WHAT IS EXPECTED:
Below are the records; give again exactly the line with "filename src/types/errors.rs", the line with "the TFT section.", and each line that lies between them, and nothing besides.

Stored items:
****

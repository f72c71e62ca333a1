//! Voice output.
//!
//! Speaking is fire-and-forget: the text is always echoed to the console and,
//! when voice is enabled, handed to an external text-to-speech command.
//! Playback failures are logged and never reach the caller.

use std::process::Stdio;

use async_trait::async_trait;

use crate::types::config::VoiceConfig;

/// Something that can say a line to the user.
#[async_trait]
pub trait SpeechOutput: Send + Sync {
    /// Says `text`. Returns once the line has been delivered.
    async fn speak(&self, text: &str);
}

/// Prints lines as `AI: <text>`.
#[derive(Debug, Default, Clone, Copy)]
pub struct ConsoleSpeech;

#[async_trait]
impl SpeechOutput for ConsoleSpeech {
    async fn speak(&self, text: &str) {
        println!("AI: {}", text);
    }
}

/// Prints lines and plays them through a text-to-speech command.
#[derive(Debug, Clone)]
pub struct CommandSpeech {
    command: String,
    args: Vec<String>,
}

impl CommandSpeech {
    /// Creates a speaker for `command`, passing `args` before the text.
    pub fn new(command: impl Into<String>, args: Vec<String>) -> Self {
        Self {
            command: command.into(),
            args,
        }
    }

    /// Creates a speaker from the `[voice]` configuration.
    pub fn from_config(config: &VoiceConfig) -> Self {
        Self::new(config.command.clone(), config.args.clone())
    }

    /// Returns the text-to-speech command.
    pub fn command(&self) -> &str {
        &self.command
    }
}

#[async_trait]
impl SpeechOutput for CommandSpeech {
    async fn speak(&self, text: &str) {
        println!("AI: {}", text);

        let status = tokio::process::Command::new(&self.command)
            .args(&self.args)
            .arg(text)
            .stdin(Stdio::null())
            .stdout(Stdio::null())
            .stderr(Stdio::null())
            .status()
            .await;

        match status {
            Ok(status) if status.success() => {}
            Ok(status) => {
                tracing::warn!(command = %self.command, %status, "Text-to-speech command failed");
            }
            Err(e) => {
                tracing::warn!(command = %self.command, error = %e, "Text-to-speech unavailable");
            }
        }
    }
}

/// Builds the speaker described by the configuration.
pub fn speech_from_config(config: &VoiceConfig) -> Box<dyn SpeechOutput> {
    if config.enabled {
        Box::new(CommandSpeech::from_config(config))
    } else {
        Box::new(ConsoleSpeech)
    }
}
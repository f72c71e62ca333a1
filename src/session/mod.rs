//! Interactive sessions.
//!
//! A [`Session`] owns the knowledge store for its whole lifetime and is
//! driven by an [`Operator`] supplying lines and yes/no answers.

mod interaction;
mod operator;

pub use interaction::{Session, SessionSummary, Turn, FAREWELL, GREETING, UNKNOWN};
pub use operator::{LineOperator, Operator};
//! Shared types: configuration and errors.

pub mod config;
pub mod errors;
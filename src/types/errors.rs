//! Error types for Retro.

use std::path::{Path, PathBuf};

use thiserror::Error;

/// Default result type for Retro.
pub type RetroResult<T> = Result<T, RetroError>;

/// Errors that can occur in Retro.
#[derive(Error, Debug)]
pub enum RetroError {
    #[error("Configuration error: {0}")]
    Config(String),

    #[error("IO error: {0}")]
    Io(#[from] std::io::Error),

    #[error("Failed to parse TOML: {0}")]
    TomlParse(#[from] toml::de::Error),

    #[error("Failed to serialize TOML: {0}")]
    TomlSerialize(#[from] toml::ser::Error),

    #[error("JSON error: {0}")]
    Json(#[from] serde_json::Error),

    /// The knowledge file is missing, unreadable or structurally invalid.
    #[error("Knowledge storage error at {}: {reason}", path.display())]
    Storage { path: PathBuf, reason: String },

    #[error("Question must not be empty")]
    EmptyQuestion,

    #[error("QR generation failed: {0}")]
    Qr(String),

    #[cfg(feature = "cli")]
    #[error("Prompt error: {0}")]
    Prompt(#[from] dialoguer::Error),
}

impl RetroError {
    /// Creates a configuration error.
    pub fn config<S: Into<String>>(msg: S) -> Self {
        Self::Config(msg.into())
    }

    /// Creates a storage error for the given knowledge file.
    pub fn storage<P: AsRef<Path>, S: ToString>(path: P, reason: S) -> Self {
        Self::Storage {
            path: path.as_ref().to_path_buf(),
            reason: reason.to_string(),
        }
    }

    /// True for errors raised while reading or writing the knowledge file.
    pub fn is_storage(&self) -> bool {
        matches!(self, Self::Storage { .. })
    }
}
//! Services Retro talks to: voice output, math solving and QR codes.
//!
//! Each service sits behind a trait so sessions can be driven with
//! alternative implementations (tests use recording fakes).

mod math;
mod qr;
mod speech;

pub use math::{ArithmeticSolver, MathError, MathSolver, APOLOGY};
pub use qr::{QrGenerator, SvgQrGenerator};
pub use speech::{speech_from_config, CommandSpeech, ConsoleSpeech, SpeechOutput};
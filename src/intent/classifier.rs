//! Keyword and pattern heuristics over user input.

use crate::knowledge::Category;

/// Keywords that route a question to the TFT section.
const TFT_KEYWORDS: &[&str] = &["tft", "trait", "item", "comp", "augment", "build"];

/// Keywords asking for the detailed form of an answer.
const DETAIL_KEYWORDS: &[&str] = &["explain", "details", "more", "how"];

/// Keywords asking for a QR code.
const QR_KEYWORDS: &[&str] = &["qr", "qrcode", "كيو"];

/// Characters that make a text a math question.
const MATH_SYMBOLS: &[char] = &['+', '-', '*', '/', '^', '(', ')'];

/// What kind of question the user asked.
#[derive(Debug, Clone, Copy, PartialEq, Eq)]
pub enum QuestionKind {
    /// An arithmetic expression or equation.
    Math,
    /// A TFT question.
    Tft,
    /// Anything else.
    Personal,
}

impl QuestionKind {
    /// The knowledge category answering this kind of question.
    pub fn category(self) -> Option<Category> {
        match self {
            QuestionKind::Math => None,
            QuestionKind::Tft => Some(Category::Tft),
            QuestionKind::Personal => Some(Category::Personal),
        }
    }
}

impl std::fmt::Display for QuestionKind {
    fn fmt(&self, f: &mut std::fmt::Formatter<'_>) -> std::fmt::Result {
        match self {
            QuestionKind::Math => write!(f, "math"),
            QuestionKind::Tft => write!(f, "tft"),
            QuestionKind::Personal => write!(f, "personal"),
        }
    }
}

/// Input classification heuristics.
pub struct Classifier;

impl Classifier {
    /// Classifies a question. The first rule that applies wins:
    /// math, then TFT keywords, then personal.
    pub fn classify(text: &str) -> QuestionKind {
        if Self::is_math_question(text) {
            return QuestionKind::Math;
        }

        let lower = text.to_lowercase();
        if TFT_KEYWORDS.iter().any(|k| lower.contains(k)) {
            return QuestionKind::Tft;
        }

        QuestionKind::Personal
    }

    /// An `=` together with at least one digit.
    pub fn is_equation(text: &str) -> bool {
        text.contains('=') && text.chars().any(|c| c.is_ascii_digit())
    }

    /// Any digit or arithmetic symbol. Equations are math questions too.
    pub fn is_math_question(text: &str) -> bool {
        Self::is_equation(text)
            || text
                .chars()
                .any(|c| c.is_ascii_digit() || MATH_SYMBOLS.contains(&c))
    }

    /// Whether the user asked for the detailed answer.
    pub fn wants_details(text: &str) -> bool {
        let lower = text.to_lowercase();
        DETAIL_KEYWORDS.iter().any(|k| lower.contains(k))
    }

    /// Whether the user asked for a QR code.
    pub fn is_qr_request(text: &str) -> bool {
        let lower = text.to_lowercase();
        QR_KEYWORDS.iter().any(|k| lower.contains(k))
    }
}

****

RESULT FOR THIS TASK:
filename src/types/errors.rs
//! Error types for Retro.

use std::path::{Path, PathBuf};

use thiserror::Error;

/// Default result type for Retro.
pub type RetroResult<T> = Result<T, RetroError>;

/// Errors that can occur in Retro.
#[derive(Error, Debug)]
pub enum RetroError {
    #[error("Configuration error: {0}")]
    Config(String),

    #[error("IO error: {0}")]
    Io(#[from] std::io::Error),

    #[error("Failed to parse TOML: {0}")]
    TomlParse(#[from] toml::de::Error),

    #[error("Failed to serialize TOML: {0}")]
    TomlSerialize(#[from] toml::ser::Error),

    #[error("JSON error: {0}")]
    Json(#[from] serde_json::Error),

    /// The knowledge file is missing, unreadable or structurally invalid.
    #[error("Knowledge storage error at {}: {reason}", path.display())]
    Storage { path: PathBuf, reason: String },

    #[error("Question must not be empty")]
    EmptyQuestion,

    #[error("QR generation failed: {0}")]
    Qr(String),

    #[cfg(feature = "cli")]
    #[error("Prompt error: {0}")]
    Prompt(#[from] dialoguer::Error),
}

impl RetroError {
    /// Creates a configuration error.
    pub fn config<S: Into<String>>(msg: S) -> Self {
        Self::Config(msg.into())
    }

    /// Creates a storage error for the given knowledge file.
    pub fn storage<P: AsRef<Path>, S: ToString>(path: P, reason: S) -> Self {
        Self::Storage {
            path: path.as_ref().to_path_buf(),
            reason: reason.to_string(),
        }
    }

    /// True for errors raised while reading or writing the knowledge file.
    pub fn is_storage(&self) -> bool {
        matches!(self, Self::Storage { .. })
    }
}
//! Services Retro talks to: voice output, math solving and QR codes.
//!
//! Each service sits behind a trait so sessions can be driven with
//! alternative implementations (tests use recording fakes).

mod math;
mod qr;
mod speech;

pub use math::{ArithmeticSolver, MathError, MathSolver, APOLOGY};
pub use qr::{QrGenerator, SvgQrGenerator};
pub use speech::{speech_from_config, CommandSpeech, ConsoleSpeech, SpeechOutput};
filename src/intent/classifier.rs
//! Keyword and pattern heuristics over user input.

use crate::knowledge::Category;

/// Keywords that route a question to the TFT section.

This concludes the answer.